COMO ES EL TCHOUKBALL, EL NUEVO DEPORTE QUE SORPRENDE A TODOS
Motivado por la preocupación ante el aumento de la violencia en el ámbito deportivo, Hermann Brandt ideó un reglamento innovador que elimina el contacto físico y la obstrucción directa al rival. El objetivo fue priorizar el desarrollo de las capacidades motrices y técnicas de los jugadores, sin interferencias agresivas. Para lograrlo, tomó recursos del handball —como la pelota y los pases—, del vóleibol —el límite de tres toques— y del squash —el rebote—, integrándolos bajo una lógica que respeta la posesión y favorece un juego fluido y disfrutable para todos.
En esencia, el tchoukball propone reducir los niveles de agresividad tanto en el deporte como en la sociedad mediante una dinámica basada en destrezas simples de adquirir: pasar, recibir y lanzar con la mano sin ser bloqueado. Así lo explica Mauricio Irbauch, licenciado en Educación Física y Deportes, psicomotricista y psicólogo social, quien destaca su valor educativo, recreativo y terapéutico, especialmente en el trabajo con pacientes de psicomotricidad, donde observó mejoras en el desarrollo psicocorporal.
La llegada del tchoukball a la Argentina se produjo en 1986, cuando el profesor Jorge Mayer lo introdujo desde Tramandaí, en el estado brasileño de Rio Grande do Sul. Con el tiempo, su difusión continuó gracias al profesor inglés John Andrews —amigo personal de Brandt—, al propio Irbauch y a Miguel Ángel Pérez, fundador de la Asociación Tchoukball Argentino en Concordia. Desde allí, Pérez impulsó capacitaciones, eventos y federaciones locales, contribuyendo a la expansión nacional de la disciplina, que hoy se practica en más de 100 países de todos los continentes.
Pérez conoció este deporte durante un congreso en Foz de Iguazú y lo incorporó tanto al ámbito escolar como extraescolar.
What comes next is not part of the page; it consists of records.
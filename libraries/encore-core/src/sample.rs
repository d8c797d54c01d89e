//! Built-in catalog used when no catalog file is configured
use crate::types::{Challenge, Difficulty};

/// Sample challenges with no progress
pub fn sample_challenges() -> Vec<Challenge> {
    vec![
        Challenge::new("1", "Midnight Groove", "The Night Owls", Difficulty::Easy, 180.0, 50)
            .with_description("Ease in with a laid-back bassline and steady backbeat.")
            .with_url("https://cdn.encore.app/tracks/midnight-groove.mp3"),
        Challenge::new("2", "Electric Dreams", "Neon Pulse", Difficulty::Medium, 240.0, 100)
            .with_description("Follow the synth leads through three tempo changes.")
            .with_url("https://cdn.encore.app/tracks/electric-dreams.mp3"),
        Challenge::new("3", "Symphony of Chaos", "Orchestra X", Difficulty::Hard, 300.0, 200)
            .with_description("A full orchestral piece with shifting time signatures.")
            .with_url("https://cdn.encore.app/tracks/symphony-of-chaos.mp3"),
    ]
}

#[cfg(test)]
mod tests {
    use super::*;
    use crate::store::ChallengeStore;

    #[test]
    fn sample_catalog_is_valid() {
        let store = ChallengeStore::new(sample_challenges()).unwrap();
        assert_eq!(store.len(), 3);
        assert!(store.challenges().iter().all(|c| !c.completed));
    }
}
Actualmente dicta cursos de formación para árbitros y entrenadores en distintas provincias y, desde 2014, es director técnico de la selección femenina, con participación en Mundiales Indoor y Beach, además de desempeñarse como árbitro internacional, como ocurrió recientemente en el Mundial Beach de Bali 2025.
Desde el punto de vista reglamentario, el juego consiste en lanzar la pelota contra una red elástica ubicada en un extremo del campo, buscando que, tras el rebote, caiga al suelo fuera de un área prohibida de tres metros sin ser interceptada. Se priorizan la actitud, el trabajo colectivo y el fair play por sobre la potencia física. En su versión indoor se juega siete contra siete, mientras que en beach lo hacen cinco por lado.
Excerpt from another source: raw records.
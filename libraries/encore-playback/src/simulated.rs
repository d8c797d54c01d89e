//! In-process playback backend
//!
//! Advances the play head from the tokio clock, so tests can drive it with
//! paused time. Holds at most one queued track. Supports fault injection
//! for exercising the adapter's error paths.

use crate::backend::{BackendError, BackendEvent, PlaybackBackend};
use crate::types::{BackendProgress, PlayerOptions, Track};
use async_trait::async_trait;
use encore_core::ChallengeId;
use std::collections::HashMap;
use std::sync::{Arc, Mutex, MutexGuard, PoisonError};
use std::time::Duration;
use tokio::sync::broadcast;
use tokio::time::Instant;

/// Backend operation, used for fault injection and call logs
#[derive(Debug, Clone, Copy, PartialEq, Eq, Hash)]
pub enum Operation {
    Setup,
    Reset,
    Add,
    Play,
    Pause,
    SeekTo,
    Progress,
    ActiveTrack,
}

#[derive(Debug, Clone)]
enum Fault {
    Fail(BackendError),
    Hang,
}

#[derive(Debug)]
struct SimState {
    initialized: bool,
    queue: Option<Track>,
    position: f64,
    /// Set while playing
    resumed_at: Option<Instant>,
    speed: f64,
    unavailable: bool,
    ended_reported: bool,
    faults: HashMap<Operation, Fault>,
    load_delays: HashMap<ChallengeId, Duration>,
    calls: Vec<Operation>,
}

impl SimState {
    fn duration(&self) -> f64 {
        self.queue
            .as_ref()
            .and_then(|t| t.duration_seconds)
            .unwrap_or(0.0)
    }

    /// Move the play head to `now`; returns the track id on natural end
    fn advance(&mut self, now: Instant) -> Option<ChallengeId> {
        let started = self.resumed_at?;
        self.position += now.duration_since(started).as_secs_f64() * self.speed;
        self.resumed_at = Some(now);

        let duration = self.duration();
        if duration > 0.0 && self.position >= duration {
            self.position = duration;
            self.resumed_at = None;
            if !self.ended_reported {
                self.ended_reported = true;
                return self.queue.as_ref().map(|t| t.id.clone());
            }
        }
        None
    }
}

/// Simulated audio service
#[derive(Debug, Clone)]
pub struct SimulatedBackend {
    state: Arc<Mutex<SimState>>,
    events: broadcast::Sender<BackendEvent>,
}

impl Default for SimulatedBackend {
    fn default() -> Self {
        Self::new()
    }
}

impl SimulatedBackend {
    pub fn new() -> Self {
        Self::with_speed(1.0)
    }

    /// Play `speed` seconds of audio per wall-clock second
    pub fn with_speed(speed: f64) -> Self {
        let (events, _) = broadcast::channel(32);
        Self {
            state: Arc::new(Mutex::new(SimState {
                initialized: false,
                queue: None,
                position: 0.0,
                resumed_at: None,
                speed: if speed.is_finite() && speed > 0.0 { speed } else { 1.0 },
                unavailable: false,
                ended_reported: false,
                faults: HashMap::new(),
                load_delays: HashMap::new(),
                calls: Vec::new(),
            })),
            events,
        }
    }

    /// Fail the next call of `operation` with `error`
    pub fn fail_next(&self, operation: Operation, error: BackendError) {
        self.state().faults.insert(operation, Fault::Fail(error));
    }

    /// Never answer the next call of `operation`
    pub fn hang_next(&self, operation: Operation) {
        self.state().faults.insert(operation, Fault::Hang);
    }

    /// Make position and active-track reads fail until cleared
    pub fn set_unavailable(&self, unavailable: bool) {
        self.state().unavailable = unavailable;
    }

    /// Delay every `add` of the given track
    pub fn delay_load(&self, id: impl Into<ChallengeId>, delay: Duration) {
        self.state().load_delays.insert(id.into(), delay);
    }

    /// Move the play head without going through the adapter
    pub fn set_position(&self, position_seconds: f64) {
        let mut state = self.state();
        let now = Instant::now();
        if state.resumed_at.is_some() {
            state.resumed_at = Some(now);
        }
        state.position = position_seconds;
        state.ended_reported = false;
    }

    /// Push a notification to subscribers
    pub fn emit(&self, event: BackendEvent) {
        let _ = self.events.send(event);
    }

    pub fn queued_track(&self) -> Option<ChallengeId> {
        self.state().queue.as_ref().map(|t| t.id.clone())
    }

    pub fn is_playing(&self) -> bool {
        self.state().resumed_at.is_some()
    }

    pub fn position(&self) -> f64 {
        let mut state = self.state();
        state.advance(Instant::now());
        state.position
    }

    /// Every call received so far, in order
    pub fn calls(&self) -> Vec<Operation> {
        self.state().calls.clone()
    }

    async fn enter(&self, operation: Operation) -> Result<(), BackendError> {
        let fault = {
            let mut state = self.state();
            state.calls.push(operation);
            if state.unavailable && matches!(operation, Operation::Progress | Operation::ActiveTrack)
            {
                return Err(BackendError::Unavailable("player service not running".into()));
            }
            state.faults.remove(&operation)
        };

        match fault {
            None => Ok(()),
            Some(Fault::Fail(error)) => Err(error),
            Some(Fault::Hang) => {
                std::future::pending::<()>().await;
                Ok(())
            }
        }
    }

    fn advance(&self, state: &mut SimState) {
        if let Some(track_id) = state.advance(Instant::now()) {
            let _ = self.events.send(BackendEvent::TrackEnded { track_id });
            let _ = self
                .events
                .send(BackendEvent::PlaybackStateChanged { playing: false });
        }
    }

    fn state(&self) -> MutexGuard<'_, SimState> {
        self.state.lock().unwrap_or_else(PoisonError::into_inner)
    }
}

#[async_trait]
impl PlaybackBackend for SimulatedBackend {
    async fn setup(&self, _options: &PlayerOptions) -> Result<(), BackendError> {
        self.enter(Operation::Setup).await?;
        let mut state = self.state();
        if state.initialized {
            return Err(BackendError::AlreadyInitialized);
        }
        state.initialized = true;
        Ok(())
    }

    async fn reset(&self) -> Result<(), BackendError> {
        self.enter(Operation::Reset).await?;
        let mut state = self.state();
        state.queue = None;
        state.position = 0.0;
        state.resumed_at = None;
        state.ended_reported = false;
        Ok(())
    }

    async fn add(&self, track: &Track) -> Result<(), BackendError> {
        self.enter(Operation::Add).await?;

        let delay = self.state().load_delays.get(&track.id).copied();
        if let Some(delay) = delay {
            tokio::time::sleep(delay).await;
        }

        {
            let mut state = self.state();
            if !state.initialized {
                return Err(BackendError::NotInitialized);
            }
            state.queue = Some(track.clone());
            state.position = 0.0;
            state.resumed_at = None;
            state.ended_reported = false;
        }

        self.emit(BackendEvent::ActiveTrackChanged {
            track_id: Some(track.id.clone()),
        });
        Ok(())
    }

    async fn play(&self) -> Result<(), BackendError> {
        self.enter(Operation::Play).await?;
        let mut state = self.state();
        if state.queue.is_none() {
            return Err(BackendError::Rejected("queue is empty".into()));
        }
        self.advance(&mut state);
        if state.resumed_at.is_none() {
            let duration = state.duration();
            if duration > 0.0 && state.position >= duration {
                state.position = 0.0;
                state.ended_reported = false;
            }
            state.resumed_at = Some(Instant::now());
        }
        Ok(())
    }

    async fn pause(&self) -> Result<(), BackendError> {
        self.enter(Operation::Pause).await?;
        let mut state = self.state();
        self.advance(&mut state);
        state.resumed_at = None;
        Ok(())
    }

    async fn seek_to(&self, position_seconds: f64) -> Result<(), BackendError> {
        self.enter(Operation::SeekTo).await?;
        let mut state = self.state();
        if state.queue.is_none() {
            return Err(BackendError::Rejected("queue is empty".into()));
        }
        self.advance(&mut state);
        state.position = position_seconds;
        if state.resumed_at.is_some() {
            state.resumed_at = Some(Instant::now());
        }
        if position_seconds < state.duration() {
            state.ended_reported = false;
        }
        Ok(())
    }

    async fn progress(&self) -> Result<BackendProgress, BackendError> {
        self.enter(Operation::Progress).await?;
        let mut state = self.state();
        self.advance(&mut state);
        Ok(BackendProgress {
            position_seconds: state.position,
            duration_seconds: state.duration(),
        })
    }

    async fn active_track(&self) -> Result<Option<ChallengeId>, BackendError> {
        self.enter(Operation::ActiveTrack).await?;
        Ok(self.queued_track())
    }

    fn subscribe(&self) -> Option<broadcast::Receiver<BackendEvent>> {
        Some(self.events.subscribe())
    }
}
Entre los aspectos técnicos se destacan: una cancha de 27 por 16 metros —o 21 por 12 en playa— apta para distintos tipos de superficie; dos cuadros de rebote con redes tensadas; la posibilidad de convertir puntos en ambos extremos del campo; un máximo de tres pases antes del lanzamiento al cuadro; y la prohibición de bloquear al adversario.
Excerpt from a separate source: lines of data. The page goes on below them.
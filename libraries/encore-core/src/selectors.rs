//! Selection/query layer
//!
//! Read-only views over a [`ChallengeStore`]. Every selector recomputes from
//! the store it is given, so the result always reflects the latest commit.

use crate::achievements::{self, AchievementSet};
use crate::stats::UserStats;
use crate::store::ChallengeStore;
use crate::types::{Challenge, ChallengeId};
use serde::{Deserialize, Serialize};

/// All challenges in display order
pub fn select_challenges(store: &ChallengeStore) -> &[Challenge] {
    store.challenges()
}

/// A single challenge
pub fn select_challenge<'a>(store: &'a ChallengeStore, id: &str) -> Option<&'a Challenge> {
    store.get(id)
}

/// Total points earned
pub fn select_total_points(store: &ChallengeStore) -> u64 {
    select_user_stats(store).total_points
}

/// Completed challenges in display order
pub fn select_completed_challenges(store: &ChallengeStore) -> Vec<&Challenge> {
    store.challenges().iter().filter(|c| c.completed).collect()
}

/// Percentage of challenges completed
pub fn select_completion_rate(store: &ChallengeStore) -> f64 {
    select_user_stats(store).completion_rate()
}

/// Aggregated user statistics
pub fn select_user_stats(store: &ChallengeStore) -> UserStats {
    UserStats::from_challenges(store.challenges())
}

/// Unlocked achievements
pub fn select_achievements(store: &ChallengeStore) -> AchievementSet {
    achievements::evaluate(&select_user_stats(store))
}

/// What the player is currently doing, as far as a card is concerned
#[derive(Debug, Clone, PartialEq, Eq, Serialize, Deserialize)]
pub struct NowPlaying {
    pub challenge_id: ChallengeId,
    pub is_playing: bool,
}

/// Action offered by a challenge card's play button
#[derive(Debug, Clone, Copy, PartialEq, Eq, Serialize, Deserialize)]
pub enum PlayAction {
    Completed,
    Playing,
    Resume,
    Play,
}

impl PlayAction {
    /// Button label
    pub fn label(&self) -> &'static str {
        match self {
            Self::Completed => "Completed ✓",
            Self::Playing => "Playing...",
            Self::Resume => "Resume",
            Self::Play => "Play Challenge",
        }
    }
}

/// View model for one challenge card
#[derive(Debug, Clone, PartialEq, Serialize, Deserialize)]
pub struct ChallengeCard {
    pub id: ChallengeId,
    pub title: String,
    pub artist: String,
    pub description: String,
    pub difficulty: String,
    pub duration: String,
    pub points: u32,
    /// Progress rounded to a whole percent
    pub progress_percent: u32,
    pub show_progress_bar: bool,
    pub is_current_track: bool,
    pub action: PlayAction,
    pub action_enabled: bool,
}

/// Build the card view for a challenge
pub fn select_card(
    store: &ChallengeStore,
    id: &str,
    now_playing: Option<&NowPlaying>,
) -> Option<ChallengeCard> {
    let challenge = store.get(id)?;

    let is_current_track = now_playing.is_some_and(|np| np.challenge_id == challenge.id);
    let is_playing = is_current_track && now_playing.is_some_and(|np| np.is_playing);

    let action = if challenge.completed {
        PlayAction::Completed
    } else if is_playing {
        PlayAction::Playing
    } else if is_current_track {
        PlayAction::Resume
    } else {
        PlayAction::Play
    };

    Some(ChallengeCard {
        id: challenge.id.clone(),
        title: challenge.title.clone(),
        artist: challenge.artist.clone(),
        description: challenge.description.clone(),
        difficulty: challenge.difficulty.to_string(),
        duration: format_duration(challenge.duration_seconds),
        points: challenge.points,
        progress_percent: challenge.progress.round() as u32,
        show_progress_bar: challenge.progress > 0.0,
        is_current_track,
        action,
        action_enabled: !challenge.completed,
    })
}

/// Cards for the whole catalog
pub fn select_cards(store: &ChallengeStore, now_playing: Option<&NowPlaying>) -> Vec<ChallengeCard> {
    store
        .challenges()
        .iter()
        .filter_map(|c| select_card(store, c.id.as_str(), now_playing))
        .collect()
}

/// Format seconds as `m:ss`
pub fn format_duration(seconds: f64) -> String {
    let total = if seconds.is_finite() && seconds > 0.0 {
        seconds.floor() as u64
    } else {
        0
    };
    format!("{}:{:02}", total / 60, total % 60)
}

#[cfg(test)]
mod tests {
    use super::*;
    use crate::types::Difficulty;

    fn store() -> ChallengeStore {
        ChallengeStore::new(vec![
            Challenge::new("c1", "One", "A", Difficulty::Easy, 180.0, 50),
            Challenge::new("c2", "Two", "B", Difficulty::Hard, 65.0, 80),
        ])
        .unwrap()
    }

    #[test]
    fn selectors_reflect_commits() {
        let mut store = store();
        assert_eq!(select_total_points(&store), 0);
        assert!(select_completed_challenges(&store).is_empty());

        store.apply_progress("c2", 100.0).unwrap();

        assert_eq!(select_total_points(&store), 80);
        assert_eq!(select_completed_challenges(&store)[0].id.as_str(), "c2");
        assert_eq!(select_completion_rate(&store), 50.0);
        assert_eq!(select_challenges(&store).len(), 2);
    }

    #[test]
    fn formats_duration() {
        assert_eq!(format_duration(180.0), "3:00");
        assert_eq!(format_duration(65.0), "1:05");
        assert_eq!(format_duration(9.7), "0:09");
        assert_eq!(format_duration(f64::NAN), "0:00");
    }

    #[test]
    fn card_action_labels() {
        let mut store = store();
        let playing = NowPlaying {
            challenge_id: ChallengeId::new("c1"),
            is_playing: true,
        };
        let paused = NowPlaying {
            is_playing: false,
            ..playing.clone()
        };

        assert_eq!(select_card(&store, "c1", None).unwrap().action, PlayAction::Play);
        assert_eq!(
            select_card(&store, "c1", Some(&playing)).unwrap().action.label(),
            "Playing..."
        );
        assert_eq!(select_card(&store, "c1", Some(&paused)).unwrap().action, PlayAction::Resume);
        assert_eq!(select_card(&store, "c2", Some(&playing)).unwrap().action, PlayAction::Play);

        store.apply_progress("c1", 100.0).unwrap();
        let card = select_card(&store, "c1", Some(&playing)).unwrap();
        assert_eq!(card.action, PlayAction::Completed);
        assert!(!card.action_enabled);
    }

    #[test]
    fn card_rounds_progress() {
        let mut store = store();
        store.apply_progress("c1", 33.6).unwrap();
        let card = select_card(&store, "c1", None).unwrap();
        assert_eq!(card.progress_percent, 34);
        assert!(card.show_progress_bar);
        assert_eq!(card.duration, "3:00");
        assert_eq!(card.difficulty, "🎧 EASY");
    }
}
El equipo defensor debe atrapar la pelota en el aire tras el rebote para evitar el punto y, al hacerlo, pasa automáticamente al ataque. No se permite caminar más de tres pasos con la pelota, retenerla más de tres segundos ni hacerla picar en el suelo.
El tchoukball puede practicarse en clubes, escuelas, universidades, instituciones deportivas, pero también en geriátricos y centros de rehabilitación o discapacidad. En la Ciudad de Buenos Aires, Irbauch organiza encuentros en el Parque Las Heras y en zonas deportivas cercanas a la avenida del Libertador, además de ofrecer clases demostrativas gratuitas en espacios públicos y privados.
Si bien su desarrollo en Buenos Aires aún es incipiente, la disciplina crece en provincias como Entre Ríos —con sedes en Concordia, Chajarí, Federal y Villaguay— y en Corrientes, particularmente en Mocoretá. Además, se han donado materiales y distribuido cuadros de rebote en provincias como La Pampa, Chubut, Chaco, Santa Fe, San Juan, Santiago del Estero y Buenos Aires.
El único requisito para iniciarse en el tchoukball es la voluntad de aprender una propuesta distinta. Como actividad aeróbica, aporta beneficios físicos como mayor resistencia, velocidad, coordinación y precisión, al tiempo que refuerza valores de cooperación, respeto y convivencia, especialmente valiosos en contextos de integración social.